The opinion of the court was delivered by: EUGENE H. NICKERSON
NICKERSON, District Judge:
Plaintiffs, the Board of Trustees of the Sheet Metal Workers Local Union No. 137 Insurance, Annuity and Apprenticeship Training Funds (the Funds) and the Executive Board of Sheet Metal Workers Local Union No. 137 (the Union), brought this action alleging that (i) defendant Vic Construction Corporation (Vic Construction) failed to make payments to the Funds in violation of a collective bargaining agreement and section 515 of the Employee Retirement Income Security Act of 1974 (ERISA), 29 U.S.C. §§ 1001 et seq. and 1145, and (ii) defendant Charles Nalbone operated Vic Construction as his alter ego and is jointly and severally liable.
Plaintiffs move for an order enforcing an oral settlement agreement.
The undisputed facts are these.
On July 2, 1993 the court granted summary judgment to plaintiffs against Vic Construction alone in the amount of $ 17,813.42, plus reasonable attorneys' fee and costs.
To settle this dispute, Nalbone, the sole shareholder and acting with authority to represent Vic Construction, stipulated at a deposition on January 6, 1993 that plaintiffs are owed $ 26,935.26, that "the indebtedness is due by Vic Construction Corporation and Charles Nalbone individually, and that Charles Nalbone individually guarantees the payment." The deposition was recorded and transcribed by a certified shorthand reporter.
A stipulation memorializing the agreement of the parties was drafted and provided to counsel for defendants. Defendants refused to sign the agreement, citing the Second Circuit's subsequent decision in Sasso v. Cervoni, 985 F.2d 49 (2d Cir. 1993) (decided January 25, 1993). That court, reversing a court in this district, held that an individual is not liable for corporate ERISA obligations solely by virtue of his role as the only officer, director, and shareholder.

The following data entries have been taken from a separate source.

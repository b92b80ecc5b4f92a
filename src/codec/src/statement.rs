// Copyright 2024 The Tablewave Authors
//
// Licensed under the Apache License, Version 2.0 (the "License");
// you may not use this file except in compliance with the License.
// You may obtain a copy of the License at
//
//     http://www.apache.org/licenses/LICENSE-2.0
//
// Unless required by applicable law or agreed to in writing, software
// distributed under the License is distributed on an "AS IS" BASIS,
// WITHOUT WARRANTIES OR CONDITIONS OF ANY KIND, either express or implied.
// See the License for the specific language governing permissions and
// limitations under the License.

//! Statement builder (spec.md §4.2): composes `SELECT` and `INSERT`
//! statements from table metadata, the row's sort strategy and a row
//! cursor.

use itertools::Itertools;
use tablewave_common::model::{SqlTypeCode, TableMetadata};

use crate::value::{encode_literal, ColumnValue};

/// One column/value pair as reported by the live cursor, in the cursor's
/// own column order. The INSERT's column list mirrors this order (not the
/// metadata's), so a mismatched projection cannot desynchronize columns
/// from values (spec.md §4.2).
pub struct CursorColumn<'a> {
    pub name: &'a str,
    pub sql_type_code: SqlTypeCode,
    pub value: ColumnValue,
}

fn quote_ident(name: &str) -> String {
    format!("[{name}]")
}

fn qualified_table(metadata: &TableMetadata) -> String {
    if metadata.schema_name.is_empty() {
        quote_ident(&metadata.table_name)
    } else {
        format!("{}.{}", quote_ident(&metadata.schema_name), quote_ident(&metadata.table_name))
    }
}

/// `SELECT [TOP n] [c1], [c2], ... FROM [schema].[table] [ORDER BY ...]`.
/// `TOP` is emitted only when `row_limit > 0`; `ORDER BY` only when the
/// table's sort strategy produces a non-empty clause.
pub fn build_select(metadata: &TableMetadata, row_limit: i64) -> String {
    let columns = metadata
        .columns
        .iter()
        .map(|c| quote_ident(&c.name))
        .join(", ");

    let top_clause = if row_limit > 0 {
        format!("TOP {row_limit} ")
    } else {
        String::new()
    };

    let order_by = metadata.sort_strategy.order_by_clause();
    let order_clause = if order_by.is_empty() {
        String::new()
    } else {
        format!(" ORDER BY {order_by}")
    };

    format!(
        "SELECT {top_clause}{columns} FROM {}{order_clause}",
        qualified_table(metadata)
    )
}

/// `INSERT INTO [schema].[table] ([c1], [c2], ...) VALUES (v1, v2, ...);`
pub fn build_insert(metadata: &TableMetadata, row: &[CursorColumn<'_>]) -> String {
    let columns = row.iter().map(|c| quote_ident(c.name)).join(", ");
    let values = row
        .iter()
        .map(|c| encode_literal(&c.value, c.sql_type_code))
        .join(", ");

    format!(
        "INSERT INTO {} ({columns}) VALUES ({values});",
        qualified_table(metadata)
    )
}

#[cfg(test)]
mod tests {
    use super::*;
    use tablewave_common::model::{ColumnInfo, SortStrategy};

    fn metadata(sort_strategy: SortStrategy) -> TableMetadata {
        TableMetadata {
            table_name: "orders".into(),
            schema_name: "dbo".into(),
            primary_key_columns: vec!["id".into()],
            foreign_keys: vec![],
            columns: vec![
                ColumnInfo {
                    name: "id".into(),
                    sql_type_code: SqlTypeCode::Integer,
                    type_name: "int".into(),
                    size: 4,
                    nullable: false,
                    auto_increment: true,
                    ordinal: 0,
                },
                ColumnInfo {
                    name: "customer".into(),
                    sql_type_code: SqlTypeCode::NVarChar,
                    type_name: "nvarchar".into(),
                    size: 100,
                    nullable: true,
                    ordinal: 1,
                    auto_increment: false,
                },
            ],
            sort_strategy,
            estimated_row_count: 10,
        }
    }

    #[test]
    fn select_includes_top_and_order_by() {
        let md = metadata(SortStrategy::PrimaryKeyBased { key_columns: vec!["id".into()] });
        let sql = build_select(&md, 10);
        assert_eq!(
            sql,
            "SELECT TOP 10 [id], [customer] FROM [dbo].[orders] ORDER BY [id] DESC"
        );
    }

    #[test]
    fn select_omits_top_when_row_limit_is_zero() {
        let md = metadata(SortStrategy::NoSort);
        let sql = build_select(&md, 0);
        assert_eq!(sql, "SELECT [id], [customer] FROM [dbo].[orders]");
    }

    #[test]
    fn select_omits_schema_when_empty() {
        let mut md = metadata(SortStrategy::NoSort);
        md.schema_name = String::new();
        let sql = build_select(&md, 0);
        assert!(sql.contains("FROM [orders]"));
    }

    #[test]
    fn insert_mirrors_cursor_column_order() {
        let md = metadata(SortStrategy::NoSort);
        let row = vec![
            CursorColumn {
                name: "customer",
                sql_type_code: SqlTypeCode::NVarChar,
                value: ColumnValue::Text("Acme".into()),
            },
            CursorColumn {
                name: "id",
                sql_type_code: SqlTypeCode::Integer,
                value: ColumnValue::Numeric("7".into()),
            },
        ];
        let sql = build_insert(&md, &row);
        assert_eq!(
            sql,
            "INSERT INTO [dbo].[orders] ([customer], [id]) VALUES (N'Acme', 7);"
        );
    }
}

Plaintiffs moved for an order enforcing the oral settlement agreement, as expressed in the deposition on January 6, 1993.
The parties assume that the oral settlement agreement, if intended to be final, would be binding. The question is not immediately clear. It turns on whether New York or federal common law should govern the validity of an oral settlement agreement resolving ERISA disputes.
If New York law were to govern, the court would deny the motion. Rule 2104 of the New York Civil Practice Law and Rules provides that:
An agreement between parties or their attorneys relating to any matter in an action, other than one made between counsel in open court, is not binding upon a party unless it is in a writing subscribed by him or his attorney or reduced to the form of an order and entered.
New York courts have at times mitigated the potentially harsh effect of this rule by finding a "writing" subscribed by a party or attorney contained in correspondence confirming a prior oral agreement. See, e.g., Morrison v. Bethlehem Steel Corp., 75 A.D.2d 1001, 429 N.Y.S.2d 123 (4th Dep't 1980).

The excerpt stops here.